Kaufmann began as a cheerleader at 8, learning under her mom’s tutelage as a member of the La Cañada Gladiators cheerleading squad. She later cheered for La Cañada High School and currently at the college.

Last summer, Kaufmann and all of the cheerleaders at Glendale Community College were told by their coach to try out for the Wipeout special. After an audition and interview, Kaufmann thought she didn’t make the show because she didn’t hear from producers for about three months. However, in October, she learned she was selected for the show. It was filmed in November.

Although she won, Kaufmann was under contract and not allowed to speak of her victory, except to family, until after the show aired.

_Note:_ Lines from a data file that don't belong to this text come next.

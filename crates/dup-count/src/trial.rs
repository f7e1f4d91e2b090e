//! Timed and instrumented runs of the counters.
//!
//! A [`Trial`] is the result of running one counter once: the frequencies, the touches and the
//! elapsed wall-clock time. A [`Suite`] runs every counter on the same input, resetting its touch
//! counter before each one.

use core::hash::{BuildHasher, Hash};
use std::{
    collections::HashMap,
    fmt,
    time::{Duration, Instant},
};

use log::{debug, warn};

use crate::{Frequency, Result, Touches, binary::BinarySearch, linear::Linear, merge::Merge};

/// The counting algorithms available to a [`Suite`]
#[derive(Clone, Copy, Debug, PartialEq, Eq, Hash)]
pub enum Method {
    Linear,
    BinarySearch,
    Merge,
}

impl Method {
    /// All methods, in the order a suite runs them
    pub const ALL: [Self; 3] = [Self::Linear, Self::BinarySearch, Self::Merge];

    pub const fn name(self) -> &'static str {
        match self {
            Self::Linear => "linear",
            Self::BinarySearch => "binary",
            Self::Merge => "merge",
        }
    }

    /// Whether the method relies on the input being sorted
    pub const fn needs_sorted(self) -> bool {
        !matches!(self, Self::Linear)
    }

    /// Build the counter for this method and run it as a trial
    ///
    /// With `checked`, the preconditions are verified before the clock starts.
    ///
    /// # Errors
    ///
    /// Only when `checked` is set, see [`BinarySearch::checked`] and [`Merge::checked`].
    pub fn run<E, S>(
        self,
        data: &[E],
        checked: bool,
        touches: &mut Touches,
    ) -> Result<Trial<HashMap<E, usize, S>>>
    where
        E: PartialOrd + Eq + Hash + Clone,
        S: BuildHasher + Default,
    {
        let trial: Trial<HashMap<E, usize, S>> = match self {
            Self::Linear => {
                let counter = Linear::new(data);
                run_trial(self, touches, |t| counter.freq_touched(t))
            }
            Self::BinarySearch => {
                let counter = if checked {
                    BinarySearch::checked(data)?
                } else {
                    BinarySearch::new(data)
                };
                run_trial(self, touches, |t| counter.freq_touched(t))
            }
            Self::Merge => {
                let counter = if checked {
                    Merge::checked(data)?
                } else {
                    Merge::new(data)
                };
                run_trial(self, touches, |t| counter.freq_touched(t))
            }
        };
        debug!(
            "{}: {} touches in {:?} over {} elements",
            self,
            trial.touches,
            trial.elapsed,
            data.len()
        );
        Ok(trial)
    }
}

impl fmt::Display for Method {
    fn fmt(&self, f: &mut fmt::Formatter<'_>) -> fmt::Result {
        f.write_str(self.name())
    }
}

/// Outcome of running one counter once
#[derive(Clone, Debug)]
pub struct Trial<R> {
    pub method: Method,
    pub counts: R,
    pub touches: Touches,
    pub elapsed: Duration,
}

/// Run `count`, timing it and reading the touches it added.
///
/// The clock is read immediately before and after `count`. The trial records the value of
/// `touches` once `count` returns, so reset it beforehand to attribute touches to this run only.
pub fn run_trial<R>(
    method: Method,
    touches: &mut Touches,
    count: impl FnOnce(&mut Touches) -> R,
) -> Trial<R> {
    let start = Instant::now();
    let counts = count(touches);
    let elapsed = start.elapsed();
    Trial {
        method,
        counts,
        touches: *touches,
        elapsed,
    }
}

/// Methods whose counts differ from those of the first trial
pub fn disagreeing<R: PartialEq>(trials: &[Trial<R>]) -> Vec<Method> {
    let Some((reference, rest)) = trials.split_first() else {
        return Vec::new();
    };
    rest.iter()
        .filter(|trial| trial.counts != reference.counts)
        .map(|trial| trial.method)
        .collect()
}

/// Runs every [`Method`] in turn on the same input.
#[derive(Clone, Debug, Default)]
pub struct Suite {
    checked: bool,
    touches: Touches,
}

impl Suite {
    /// Create a suite, `checked` selects the hardened constructors
    pub fn new(checked: bool) -> Self {
        Self {
            checked,
            touches: Touches::new(),
        }
    }

    pub fn checked(&self) -> bool {
        self.checked
    }

    /// Zero the touch counter
    pub fn reset(&mut self) {
        self.touches.reset();
    }

    /// Methods to run on `data`.
    ///
    /// Without checks, [`Method::Merge`] has nothing to bisect on empty input and is skipped. With
    /// checks, it is kept so that it can report the empty input as an error.
    fn methods_for<E>(&self, data: &[E]) -> Vec<Method> {
        Method::ALL
            .into_iter()
            .filter(|&method| {
                let skip = !self.checked && method == Method::Merge && data.is_empty();
                if skip {
                    warn!("{method}: skipped, input is empty");
                }
                !skip
            })
            .collect()
    }

    /// Run each method in order on `data`, resetting the touches before each one
    ///
    /// # Errors
    ///
    /// The first precondition failure, if the suite is checked.
    pub fn run<E, S>(&mut self, data: &[E]) -> Result<Vec<Trial<HashMap<E, usize, S>>>>
    where
        E: PartialOrd + Eq + Hash + Clone,
        S: BuildHasher + Default,
    {
        self.methods_for(data)
            .into_iter()
            .map(|method| {
                self.reset();
                method.run(data, self.checked, &mut self.touches)
            })
            .collect()
    }

    /// Run all methods concurrently on `data`, each with its own touch counter
    ///
    /// Trials are returned in the same order as [`Suite::run`]. Elapsed times are noisier than a
    /// sequential run since the methods compete for cores.
    ///
    /// # Errors
    ///
    /// A precondition failure, if the suite is checked.
    #[cfg(feature = "parallel")]
    pub fn run_parallel<E, S>(&self, data: &[E]) -> Result<Vec<Trial<HashMap<E, usize, S>>>>
    where
        E: PartialOrd + Eq + Hash + Clone + Send + Sync,
        S: BuildHasher + Default + Send,
    {
        use rayon::prelude::*;

        self.methods_for(data)
            .into_par_iter()
            .map(|method| method.run(data, self.checked, &mut Touches::new()))
            .collect()
    }
}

That part was nearly as difficult as the competition, she said.

Her secret to winning was retaining her focus, she said, adding that she wasn’t shown as much as competitors in the spoken portion of the show.

“Everyone else was talking, but I was so focused, I forgot to talk,” she said.

Kaufmann will receive her winnings 90 days after the show aired, she said, adding that although her first inclination was to purchase “one of the new Jettas, I really love that car,” she has agreed with her parents’ decision to save the funds for her college expenses.

She plans to eventually transfer to a four-year university and wants to become a lawyer someday.

“But, before that, I want to take some time off to try out for the Dallas Cowboy Cheerleaders,” she said.